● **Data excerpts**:
-- Opening Marker --

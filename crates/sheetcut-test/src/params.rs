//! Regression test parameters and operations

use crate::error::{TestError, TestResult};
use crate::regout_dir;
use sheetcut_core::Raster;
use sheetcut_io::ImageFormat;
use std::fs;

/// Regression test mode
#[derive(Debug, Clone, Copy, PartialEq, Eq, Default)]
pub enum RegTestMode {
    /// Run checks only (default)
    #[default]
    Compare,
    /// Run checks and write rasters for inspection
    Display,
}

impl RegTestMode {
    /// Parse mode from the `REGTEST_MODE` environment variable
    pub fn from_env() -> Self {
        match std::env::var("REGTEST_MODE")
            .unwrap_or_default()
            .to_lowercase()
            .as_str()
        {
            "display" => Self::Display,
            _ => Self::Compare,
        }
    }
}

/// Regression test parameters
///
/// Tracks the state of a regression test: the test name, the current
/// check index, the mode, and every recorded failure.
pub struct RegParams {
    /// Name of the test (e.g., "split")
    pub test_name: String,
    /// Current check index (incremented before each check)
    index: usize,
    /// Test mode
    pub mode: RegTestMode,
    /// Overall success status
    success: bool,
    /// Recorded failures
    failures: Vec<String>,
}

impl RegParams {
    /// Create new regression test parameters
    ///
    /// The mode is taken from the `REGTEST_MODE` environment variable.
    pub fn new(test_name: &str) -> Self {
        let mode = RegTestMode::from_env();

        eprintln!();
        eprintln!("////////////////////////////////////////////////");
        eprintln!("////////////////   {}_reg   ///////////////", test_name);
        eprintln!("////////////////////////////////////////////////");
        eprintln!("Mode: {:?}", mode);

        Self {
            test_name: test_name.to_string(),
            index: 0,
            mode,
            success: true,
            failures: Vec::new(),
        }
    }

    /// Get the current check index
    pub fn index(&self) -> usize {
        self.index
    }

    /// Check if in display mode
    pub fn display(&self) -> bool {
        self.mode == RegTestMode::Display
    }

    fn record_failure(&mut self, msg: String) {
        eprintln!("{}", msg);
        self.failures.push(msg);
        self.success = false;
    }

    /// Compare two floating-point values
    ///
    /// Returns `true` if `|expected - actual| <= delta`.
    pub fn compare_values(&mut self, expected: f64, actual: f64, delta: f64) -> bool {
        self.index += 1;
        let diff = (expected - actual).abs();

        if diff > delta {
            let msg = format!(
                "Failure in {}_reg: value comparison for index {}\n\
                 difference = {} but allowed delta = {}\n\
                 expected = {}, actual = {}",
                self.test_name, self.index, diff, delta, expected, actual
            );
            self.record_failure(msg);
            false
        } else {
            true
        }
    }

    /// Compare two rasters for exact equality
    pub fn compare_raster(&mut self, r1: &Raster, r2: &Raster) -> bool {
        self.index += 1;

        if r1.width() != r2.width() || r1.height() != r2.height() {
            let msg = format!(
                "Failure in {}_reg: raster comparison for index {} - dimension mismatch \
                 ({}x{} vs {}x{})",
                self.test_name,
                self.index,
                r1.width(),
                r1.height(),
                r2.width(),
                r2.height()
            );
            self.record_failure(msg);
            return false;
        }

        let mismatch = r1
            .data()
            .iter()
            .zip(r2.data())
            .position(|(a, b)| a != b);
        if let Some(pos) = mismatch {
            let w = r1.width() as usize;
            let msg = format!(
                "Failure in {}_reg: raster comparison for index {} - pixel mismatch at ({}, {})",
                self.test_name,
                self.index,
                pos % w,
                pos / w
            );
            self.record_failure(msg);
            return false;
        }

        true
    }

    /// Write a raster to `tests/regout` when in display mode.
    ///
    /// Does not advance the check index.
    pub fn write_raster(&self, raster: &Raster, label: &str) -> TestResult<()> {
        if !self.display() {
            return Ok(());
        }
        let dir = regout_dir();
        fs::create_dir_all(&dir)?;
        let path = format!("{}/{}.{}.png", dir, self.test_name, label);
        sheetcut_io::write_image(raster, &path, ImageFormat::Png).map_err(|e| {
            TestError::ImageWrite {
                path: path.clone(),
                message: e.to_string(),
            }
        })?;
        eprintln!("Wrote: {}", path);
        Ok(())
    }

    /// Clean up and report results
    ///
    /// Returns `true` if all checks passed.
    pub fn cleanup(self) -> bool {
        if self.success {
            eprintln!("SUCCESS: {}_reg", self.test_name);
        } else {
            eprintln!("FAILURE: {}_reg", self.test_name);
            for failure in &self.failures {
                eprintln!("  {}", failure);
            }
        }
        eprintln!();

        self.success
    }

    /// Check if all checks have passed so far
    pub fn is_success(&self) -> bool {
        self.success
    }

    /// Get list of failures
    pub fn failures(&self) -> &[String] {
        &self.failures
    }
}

-- Closing Marker --

● **Problem**: Write out every line from the data above that includes "delta".

● **Result of the task**:
    /// Returns `true` if `|expected - actual| <= delta`.
    pub fn compare_values(&mut self, expected: f64, actual: f64, delta: f64) -> bool {
        if diff > delta {
                 difference = {} but allowed delta = {}\n\
                self.test_name, self.index, diff, delta, expected, actual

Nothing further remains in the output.